Though some Afghan sub-commanders of Liwa Fatemiyoun are veterans of several wars, including the Iran–Iraq War and the Afghan Civil War (1996–2001), new recruits of the unit generally lack combat experience. The recruits are given just a few weeks of training, armed, and flown to Syria via the Iraq–Syria–Iran air bridge. These soldiers are used as shock troopers, spearheading numerous important pro-government offensives alongside Iranian, Iraqi, and Hezbollah troops. Most of them operate as light infantry, although some receive more thorough training and can work as tank crews. 

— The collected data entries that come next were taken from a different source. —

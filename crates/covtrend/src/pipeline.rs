//! Fetch, derive and render in one pass.

use covtrend_common::{CaseType, Geography, Result};
use covtrend_config::Config;
use covtrend_data::{Dataset, DatasetFetcher};
use covtrend_graphs::{
    ActiveCasesGraph, CasesByGeographyGraph, Chart, ComparisonGraph, DailyNewCasesGraph,
    RenderTarget, SinceThresholdGraph,
};
use std::path::PathBuf;
use tracing::{info, instrument};

/// The geography the single-target charts are drawn for.
pub fn target_geography(config: &Config) -> Geography {
    match &config.analysis.province {
        Some(province) => Geography::province(&config.analysis.country, province),
        None => Geography::country(&config.analysis.country),
    }
}

/// Fetch the dataset and write every chart; returns the written paths in order.
#[instrument(skip_all, fields(country = %config.analysis.country))]
pub async fn run(config: &Config) -> Result<Vec<PathBuf>> {
    let dataset = DatasetFetcher::new(&config.data)?.fetch_all().await?;
    info!(
        "Loaded {} regions over {} days",
        dataset.confirmed.len(),
        dataset.confirmed.dates().len()
    );

    render_all(&dataset, config).await
}

/// Render every chart for an already loaded dataset.
pub async fn render_all(dataset: &Dataset, config: &Config) -> Result<Vec<PathBuf>> {
    tokio::fs::create_dir_all(&config.output.plots_dir).await?;

    let analysis = &config.analysis;
    let geography = target_geography(config);
    let target = RenderTarget::from_output(&config.output);

    let charts: Vec<Box<dyn Chart>> = vec![
        Box::new(CasesByGeographyGraph::from_dataset(dataset, &geography)?),
        Box::new(ActiveCasesGraph::from_dataset(dataset, &geography)?),
        Box::new(DailyNewCasesGraph::from_dataset(dataset, &geography)?),
        Box::new(SinceThresholdGraph::from_dataset(
            dataset,
            CaseType::Confirmed,
            analysis.confirmed_threshold,
            &geography,
        )?),
        Box::new(ComparisonGraph::from_dataset(
            dataset,
            CaseType::Confirmed,
            analysis.confirmed_threshold,
            &analysis.comparison_countries,
        )?),
    ];
    let death_comparison = ComparisonGraph::from_dataset(
        dataset,
        CaseType::Deaths,
        analysis.death_threshold,
        &analysis.comparison_countries,
    )?;

    let mut written = Vec::with_capacity(charts.len() + 2);
    for chart in &charts {
        written.push(chart.render(&target).await?);
    }
    written.push(death_comparison.render(&target).await?);

    if let Some(summary) = &config.output.summary_image {
        written.push(
            death_comparison
                .render_to(summary, target.width, target.height)
                .await?,
        );
    }

    info!("Wrote {} charts", written.len());
    Ok(written)
}

#[cfg(test)]
mod tests {
    use super::*;

    #[test]
    fn test_target_geography() {
        let mut config = Config::default();
        config.analysis.country = "Australia".to_string();
        assert_eq!(target_geography(&config), Geography::country("Australia"));

        config.analysis.province = Some("Victoria".to_string());
        assert_eq!(
            target_geography(&config),
            Geography::province("Australia", "Victoria")
        );
    }
}
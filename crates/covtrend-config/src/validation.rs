//! Custom validation functions for configuration fields.

use std::path::Path;
use validator::ValidationError;

/// Log level must be one of the tracing level names.
pub fn validate_log_level(level: &str) -> Result<(), ValidationError> {
    match level {
        "trace" | "debug" | "info" | "warn" | "error" => Ok(()),
        _ => Err(ValidationError::new("invalid_log_level")),
    }
}

/// A dataset source is an `http(s)://` URL, a `file://` URL or a plain path.
pub fn validate_source(source: &str) -> Result<(), ValidationError> {
    let source = source.trim();
    if source.is_empty() {
        return Err(ValidationError::new("empty_source"));
    }

    match source.split_once("://") {
        None => Ok(()),
        Some(("http" | "https", rest)) | Some(("file", rest)) if !rest.is_empty() => Ok(()),
        Some(_) => Err(ValidationError::new("unsupported_scheme")),
    }
}

/// Image paths must carry an extension the renderer can write.
pub fn validate_image_path(path: &Path) -> Result<(), ValidationError> {
    match path.extension().and_then(|ext| ext.to_str()) {
        Some(ext) if ext.eq_ignore_ascii_case("png") || ext.eq_ignore_ascii_case("svg") => Ok(()),
        _ => Err(ValidationError::new("unsupported_image_extension")),
    }
}

#[cfg(test)]
mod tests {
    use super::*;

    #[test]
    fn test_validate_source() {
        assert!(validate_source("https://raw.githubusercontent.com/x/y.csv").is_ok());
        assert!(validate_source("http://localhost:8080/deaths.csv").is_ok());
        assert!(validate_source("file:///tmp/confirmed.csv").is_ok());
        assert!(validate_source("data/confirmed.csv").is_ok());

        assert!(validate_source("").is_err());
        assert!(validate_source("   ").is_err());
        assert!(validate_source("ftp://example.com/x.csv").is_err());
        assert!(validate_source("https://").is_err());
    }

    #[test]
    fn test_validate_image_path() {
        assert!(validate_image_path(Path::new("corona_deaths.png")).is_ok());
        assert!(validate_image_path(Path::new("out/chart.SVG")).is_ok());
        assert!(validate_image_path(Path::new("chart.pdf")).is_err());
        assert!(validate_image_path(Path::new("chart")).is_err());
    }
}
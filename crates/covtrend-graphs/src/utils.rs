//! Shared helpers for graph generation.

use crate::XAxis;
use chrono::NaiveDate;
use covtrend_data::month_end_ticks;
use plotters::prelude::*;
use std::ops::Range;

/// Ten-color categorical palette used for multi-country charts.
pub const PALETTE: [&str; 10] = [
    "#1F77B4", "#FF7F0E", "#2CA02C", "#D62728", "#9467BD", "#8C564B", "#E377C2", "#7F7F7F",
    "#BCBD22", "#17BECF",
];

/// `#RRGGBB` for an RGB triple.
pub fn to_hex(r: u8, g: u8, b: u8) -> String {
    format!("#{r:02X}{g:02X}{b:02X}")
}

/// X positions of the month-end ticks (the 28th) of every month `range` touches.
///
/// Ticks may fall outside `range`; the renderers widen the x axis to include
/// them so every month gets exactly one label.
pub fn month_ticks(axis: XAxis, range: &Range<f64>) -> Vec<f64> {
    let XAxis::Dates { origin } = axis else {
        return Vec::new();
    };

    let first = range.start.ceil() as i64;
    let last = range.end.floor() as i64;
    let dates: Vec<NaiveDate> = (first..=last)
        .filter_map(|day| origin.checked_add_signed(chrono::Duration::days(day)))
        .collect();

    month_end_ticks(&dates)
        .into_iter()
        .filter_map(|tick| axis.position(tick))
        .collect()
}

/// Whether a default system font can be loaded for text rendering.
pub fn fonts_available() -> bool {
    ("sans-serif", 12).into_font().box_size("A").is_ok()
}

#[cfg(test)]
mod tests {
    use super::*;
    use chrono::Datelike;

    #[test]
    fn test_to_hex() {
        assert_eq!(to_hex(31, 119, 180), "#1F77B4");
        assert_eq!(to_hex(0, 0, 0), "#000000");
    }

    #[test]
    fn test_month_ticks() {
        let origin = NaiveDate::from_ymd_opt(2020, 1, 22).unwrap();
        let axis = XAxis::Dates { origin };

        // 2020-01-28 is day 6, 2020-02-28 is day 37, 2020-03-28 is day 66
        assert_eq!(month_ticks(axis, &(0.0..40.0)), vec![6.0, 37.0, 66.0]);
        assert_eq!(month_ticks(axis, &(0.0..30.0)), vec![6.0, 37.0]);
        assert!(month_ticks(XAxis::Index, &(0.0..40.0)).is_empty());

        // Every tick lands on the 28th
        for x in month_ticks(axis, &(-10.0..400.0)) {
            assert_eq!(axis.date_at(x).map(|d| d.day()), Some(28));
        }
    }

    #[test]
    fn test_palette_entries_parse() {
        for color in PALETTE {
            assert_eq!(color.len(), 7);
            assert!(u32::from_str_radix(&color[1..], 16).is_ok());
        }
    }
}
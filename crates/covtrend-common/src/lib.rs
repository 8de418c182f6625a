//! # covtrend Common
//!
//! Shared types, errors, logging and formatting helpers used across all
//! crates in the covtrend workspace.

#![warn(clippy::all)]
#![allow(clippy::module_name_repetitions)]

pub mod error;
pub mod logging;
pub mod types;
pub mod utils;

#[cfg(any(test, feature = "testing"))]
pub mod test_utils;

// Re-export commonly used types
pub use error::{CovError, Result};
pub use logging::{init_default_logging, init_logging, LoggingConfig};
pub use types::*;
pub use utils::*;
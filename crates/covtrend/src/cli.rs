//! Command line arguments and how they override the loaded configuration.

use clap::Parser;
use covtrend_config::{Config, ImageFormat};
use std::path::PathBuf;

/// Plot COVID-19 case trends for a country or province.
#[derive(Debug, Clone, Parser)]
#[command(author, version, about)]
pub struct Args {
    /// Country/region as spelled in the dataset, e.g. "Korea, South"
    #[arg(long)]
    pub country: Option<String>,

    /// Province/state within the country
    #[arg(long)]
    pub province: Option<String>,

    /// Configuration file path
    #[arg(short, long, env = "COVTREND_CONFIG_PATH")]
    pub config: Option<PathBuf>,

    /// Log level (trace, debug, info, warn, error)
    #[arg(short, long)]
    pub log_level: Option<String>,

    /// Use the cached data files instead of downloading
    #[arg(long)]
    pub offline: bool,

    /// Directory the downloaded data is cached in
    #[arg(long)]
    pub data_dir: Option<PathBuf>,

    /// Directory the charts are written to
    #[arg(long)]
    pub plots_dir: Option<PathBuf>,

    /// Image format of the charts (png or svg)
    #[arg(long)]
    pub format: Option<ImageFormat>,
}

impl Args {
    /// Overwrite config values with the ones given on the command line.
    pub fn apply_overrides(&self, config: &mut Config) {
        if let Some(country) = &self.country {
            config.analysis.country = country.clone();
            // A province from the file belongs to the file's country
            config.analysis.province = None;
        }
        if let Some(province) = &self.province {
            config.analysis.province = Some(province.clone());
        }
        if let Some(level) = &self.log_level {
            config.logging.level = level.clone();
        }
        if self.offline {
            config.data.offline = true;
        }
        if let Some(dir) = &self.data_dir {
            config.data.data_dir = dir.clone();
        }
        if let Some(dir) = &self.plots_dir {
            config.output.plots_dir = dir.clone();
        }
        if let Some(format) = self.format {
            config.output.format = format;
        }
    }
}
fn set_odds_ratio_columns(
    row: &mut ResultRow,
    fit: &logistic::LogisticFit,
    column: usize,
    targets: [ResultColumn; 3],
) {
    let index = coefficient(column);
    let or = odds_ratio(fit.beta[index], fit.standard_error[index]);
    row.set(targets[0], or.value.to_string());
    row.set(targets[1], or.lower.to_string());
    row.set(targets[2], or.upper.to_string());
}

fn fit_error(config: &TaskConfig) -> impl FnOnce(FitError) -> TaskError + '_ {
    move |source| TaskError::Fit {
        marker: config.marker.clone(),
        permutation: config.permutation,
        source,
    }
}
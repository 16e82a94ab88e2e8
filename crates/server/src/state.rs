use std::sync::Arc;

use hlsbox_transcoder::pipeline::Pipeline;

use crate::config::ServerConfig;
use crate::rate_limit::RateLimiter;

/// Shared application state passed to all handlers.
#[derive(Clone)]
pub struct AppState {
    pub pipeline: Arc<Pipeline>,
    pub config: Arc<ServerConfig>,
    pub api_limiter: RateLimiter,
    pub upload_limiter: RateLimiter,
}

impl AppState {
    pub fn new(pipeline: Arc<Pipeline>, config: ServerConfig) -> Self {
        let api_limiter =
            RateLimiter::new(config.api_limit.max_requests, config.api_limit.window_secs);
        let upload_limiter = RateLimiter::new(
            config.upload_limit.max_requests,
            config.upload_limit.window_secs,
        );
        Self {
            pipeline,
            config: Arc::new(config),
            api_limiter,
            upload_limiter,
        }
    }
}
//! One rendition job: one profile in, one variant playlist out.

use std::path::Path;

use serde::{Deserialize, Serialize};
use tokio_util::sync::CancellationToken;
use tracing::{info, warn};

use crate::encoder::{EncodeRequest, EncoderAdapter};
use crate::profile::QualityProfile;
use crate::{EncoderError, PipelineError};

/// A completed rendition, as listed in the master manifest.
#[derive(Debug, Clone, PartialEq, Eq, Serialize, Deserialize)]
pub struct RenditionDescriptor {
    pub name: String,
    /// Playlist file name relative to the master manifest.
    #[serde(rename = "file")]
    pub playlist_file_name: String,
    #[serde(rename = "bandwidth")]
    pub bandwidth_bps: u64,
    pub resolution: String,
}

/// Encode `input` at `profile` into `{base_name}_{profile}.m3u8` under
/// `output_dir`. Segments are named by the encoder and are not cleaned up
/// here on failure.
pub async fn encode_rendition(
    encoder: &dyn EncoderAdapter,
    input: &Path,
    output_dir: &Path,
    base_name: &str,
    profile: &QualityProfile,
    segment_secs: u32,
    cancel: &CancellationToken,
) -> Result<RenditionDescriptor, PipelineError> {
    let bandwidth_bps = profile.bandwidth_bps()?;
    let playlist_file_name = profile.playlist_file_name(base_name);
    let output_playlist = output_dir.join(&playlist_file_name);

    info!(profile = %profile.name, output = %output_playlist.display(), "rendition starting");

    let request = EncodeRequest {
        input,
        output_playlist: &output_playlist,
        geometry: profile.geometry(),
        video_bitrate: &profile.video_bitrate,
        audio_bitrate: &profile.audio_bitrate,
        segment_secs,
        list_all_segments: true,
    };

    match encoder.encode(&request, cancel).await {
        Ok(()) => {}
        Err(EncoderError::Cancelled) => return Err(PipelineError::Cancelled),
        Err(e) => {
            warn!(profile = %profile.name, error = %e, "rendition failed");
            return Err(PipelineError::EncoderFailure {
                profile: profile.name.clone(),
                message: e.to_string(),
            });
        }
    }

    // The master manifest must never point at a playlist that is not on disk.
    if !tokio::fs::try_exists(&output_playlist).await.unwrap_or(false) {
        return Err(PipelineError::EncoderFailure {
            profile: profile.name.clone(),
            message: format!(
                "{} reported success but {} was not written",
                encoder.name(),
                output_playlist.display()
            ),
        });
    }

    info!(profile = %profile.name, "rendition completed");
    Ok(RenditionDescriptor {
        name: profile.name.clone(),
        playlist_file_name,
        bandwidth_bps,
        resolution: profile.resolution(),
    })
}
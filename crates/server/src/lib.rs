#![allow(clippy::collapsible_if)]
pub mod config;
pub mod error;
pub mod rate_limit;
pub mod routes;
pub mod state;
pub mod streaming;
pub mod upload;
//! The seam between the pipeline and the transcoding engine.

use std::path::Path;

use tokio_util::sync::CancellationToken;

use crate::EncoderError;

/// Output frame size in pixels.
#[derive(Debug, Clone, Copy, PartialEq, Eq, serde::Serialize, serde::Deserialize)]
pub struct Geometry {
    pub width: u32,
    pub height: u32,
}

impl Geometry {
    pub const fn new(width: u32, height: u32) -> Self {
        Self { width, height }
    }
}

impl std::fmt::Display for Geometry {
    fn fmt(&self, f: &mut std::fmt::Formatter<'_>) -> std::fmt::Result {
        write!(f, "{}x{}", self.width, self.height)
    }
}

/// One HLS rendition to produce.
#[derive(Debug, Clone)]
pub struct EncodeRequest<'a> {
    pub input: &'a Path,
    /// Playlist to write; segments land next to it.
    pub output_playlist: &'a Path,
    pub geometry: Geometry,
    pub video_bitrate: &'a str,
    pub audio_bitrate: &'a str,
    pub segment_secs: u32,
    /// Emit a complete VOD playlist rather than a sliding live window.
    pub list_all_segments: bool,
}

/// A single still frame to grab.
#[derive(Debug, Clone)]
pub struct FrameRequest<'a> {
    pub input: &'a Path,
    pub output_image: &'a Path,
    pub timestamp_secs: f64,
    pub size: Geometry,
}

/// A transcoding engine capable of producing HLS renditions and still frames.
///
/// Implementations must only return `Ok` once every file they were asked to
/// produce is fully written and closed, and should stop promptly (returning
/// [`EncoderError::Cancelled`]) when `cancel` fires.
#[async_trait::async_trait]
pub trait EncoderAdapter: Send + Sync {
    fn name(&self) -> &str;

    async fn encode(
        &self,
        request: &EncodeRequest<'_>,
        cancel: &CancellationToken,
    ) -> Result<(), EncoderError>;

    async fn extract_frame(
        &self,
        request: &FrameRequest<'_>,
        cancel: &CancellationToken,
    ) -> Result<(), EncoderError>;
}
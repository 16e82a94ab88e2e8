//! Serving of published HLS packages under `/videos/{dir}/{file}`.

use axum::body::Body;
use axum::extract::{Path, State};
use axum::http::header;
use axum::response::{IntoResponse, Response};
use hlsbox_core::error::ApiError;
use hlsbox_transcoder::hls;

use crate::error::AppError;
use crate::state::AppState;

/// A single path segment that cannot escape its parent directory.
fn is_safe_component(component: &str) -> bool {
    !component.is_empty()
        && !component.starts_with('.')
        && !component.contains("..")
        && !component.contains('/')
        && !component.contains('\\')
        && !component.contains('\0')
}

/// GET /videos/{dir}/{file}
pub async fn serve_hls_file(
    State(state): State<AppState>,
    Path((dir, file)): Path<(String, String)>,
) -> Result<Response, AppError> {
    if !is_safe_component(&dir) || !is_safe_component(&file) {
        return Err(ApiError::BadRequest("invalid path".into()).into());
    }

    // Only files that belong to an HLS package are exposed.
    let content_type =
        hls::content_type(&file).ok_or_else(|| ApiError::NotFound("file not found".into()))?;

    let path = state.config.hls_root().join(&dir).join(&file);
    let file_handle = match tokio::fs::File::open(&path).await {
        Ok(f) => f,
        Err(e) if e.kind() == std::io::ErrorKind::NotFound => {
            return Err(ApiError::NotFound("file not found".into()).into());
        }
        Err(e) => return Err(ApiError::Internal(format!("file open error: {e}")).into()),
    };
    let metadata = file_handle
        .metadata()
        .await
        .map_err(|e| ApiError::Internal(format!("stat error: {e}")))?;
    if !metadata.is_file() {
        return Err(ApiError::NotFound("file not found".into()).into());
    }

    let stream = tokio_util::io::ReaderStream::new(file_handle);

    Ok((
        [
            (header::CONTENT_TYPE, content_type.to_string()),
            (header::CONTENT_LENGTH, metadata.len().to_string()),
        ],
        Body::from_stream(stream),
    )
        .into_response())
}
use std::net::SocketAddr;
use std::sync::Arc;

use anyhow::Context;
use hlsbox_server::config::{ServerConfig, pipeline_config_from_lookup};
use hlsbox_transcoder::ffmpeg::FfmpegEncoder;
use hlsbox_transcoder::pipeline::Pipeline;
use tracing::info;
use tracing_subscriber::EnvFilter;

#[tokio::main]
async fn main() -> anyhow::Result<()> {
    // Initialize tracing
    tracing_subscriber::fmt()
        .with_env_filter(EnvFilter::try_from_default_env().unwrap_or_else(|_| "info".into()))
        .init();

    let config = ServerConfig::from_env();
    let pipeline_config = pipeline_config_from_lookup(|key| std::env::var(key).ok());

    for dir in [config.temp_dir(), config.hls_root()] {
        std::fs::create_dir_all(&dir)
            .with_context(|| format!("failed to create {}", dir.display()))?;
    }

    let encoder = Arc::new(FfmpegEncoder::new(pipeline_config.ffmpeg_path.clone()));
    let pipeline = Pipeline::new(encoder, pipeline_config).context("invalid pipeline config")?;
    info!(
        ffmpeg = %pipeline.config().ffmpeg_path.display(),
        parallel_renditions = pipeline.config().max_parallel_renditions,
        "transcoding pipeline ready"
    );

    let bind_addr = config.bind.clone();
    info!(
        upload_root = %config.upload_root.display(),
        cors_origin = config.frontend_origin.as_deref().unwrap_or("*"),
        "configuration loaded"
    );

    let state = hlsbox_server::state::AppState::new(Arc::new(pipeline), config);
    let app = hlsbox_server::routes::build_router(state);

    let listener = tokio::net::TcpListener::bind(&bind_addr)
        .await
        .context("failed to bind")?;
    info!(addr = %bind_addr, "server listening");

    axum::serve(
        listener,
        app.into_make_service_with_connect_info::<SocketAddr>(),
    )
    .await?;
    Ok(())
}
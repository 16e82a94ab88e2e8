//! Master playlist composition.

use std::fmt::Write as _;
use std::path::Path;

use tracing::info;

use crate::rendition::RenditionDescriptor;

pub const MASTER_HEADER: &str = "#EXTM3U\n#EXT-X-VERSION:3\n\n";

/// Render the master playlist, one variant per descriptor in the order given.
/// Players tend to start on the first entry, so callers pass the ladder in
/// ascending bitrate order.
pub fn render_master_manifest(renditions: &[RenditionDescriptor]) -> String {
    let mut out = String::from(MASTER_HEADER);
    for r in renditions {
        let _ = writeln!(
            out,
            "#EXT-X-STREAM-INF:BANDWIDTH={},RESOLUTION={}",
            r.bandwidth_bps, r.resolution
        );
        let _ = writeln!(out, "{}", r.playlist_file_name);
    }
    out
}

/// Write the master playlist to `master_path`.
///
/// The document goes to a hidden sibling temp file first and is renamed into
/// place, so readers see either no master or the complete one. Referenced
/// playlists are not checked here.
pub async fn compose_master_manifest(
    master_path: &Path,
    renditions: &[RenditionDescriptor],
) -> std::io::Result<()> {
    let content = render_master_manifest(renditions);

    let file_name = master_path
        .file_name()
        .ok_or_else(|| std::io::Error::other("master path has no file name"))?;
    let mut tmp_name = std::ffi::OsString::from(".");
    tmp_name.push(file_name);
    tmp_name.push(".tmp");
    let tmp_path = master_path.with_file_name(tmp_name);

    if let Err(e) = write_then_rename(&tmp_path, master_path, content.as_bytes()).await {
        let _ = tokio::fs::remove_file(&tmp_path).await;
        return Err(e);
    }

    info!(path = %master_path.display(), variants = renditions.len(), "master playlist written");
    Ok(())
}

async fn write_then_rename(tmp: &Path, dest: &Path, bytes: &[u8]) -> std::io::Result<()> {
    use tokio::io::AsyncWriteExt;

    let mut file = tokio::fs::File::create(tmp).await?;
    file.write_all(bytes).await?;
    file.sync_all().await?;
    drop(file);
    tokio::fs::rename(tmp, dest).await
}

Parts of Liwa Fatemiyoun have been trained by the Russian Armed Forces. As the unit is often used in those war zones where the most intense fighting takes place despite its sometimes inadequate training, observers believe that Liwa Fatemiyoun fighters often act as "cannon fodder". By 2020, analysts such as Philip Symth argued that the "cannon fodder" troops of the unit had been mostly weeded out, leaving only a hardened core of fighters.

Relationship with Hezbollah Afghanistan 

According to researcher Phillip Smyth, Liwa Fatemiyoun and Hezbollah Afghanistan were originally different groups, but showed such great overlap in ideology and membership by 2014 that they had become "incorporated". In contrast, researcher Oved Lobel continued to regard Liwa Fatemiyoun and Hezbollah Afghanistan as separate organizations in 2018, though both were part of Iran's "regional proxy network". Other sources such as Jihad Intel and Arab News have treated the two as the same organization. Researcher Michael Robillard called Liwa Fatemiyoun a "branch of Hezbollah Afghanistan".

Accusations of war crimes 
According to Human Rights Watch, Liwa Fatemiyoun has recruited child soldiers, some of whom were as young as 14.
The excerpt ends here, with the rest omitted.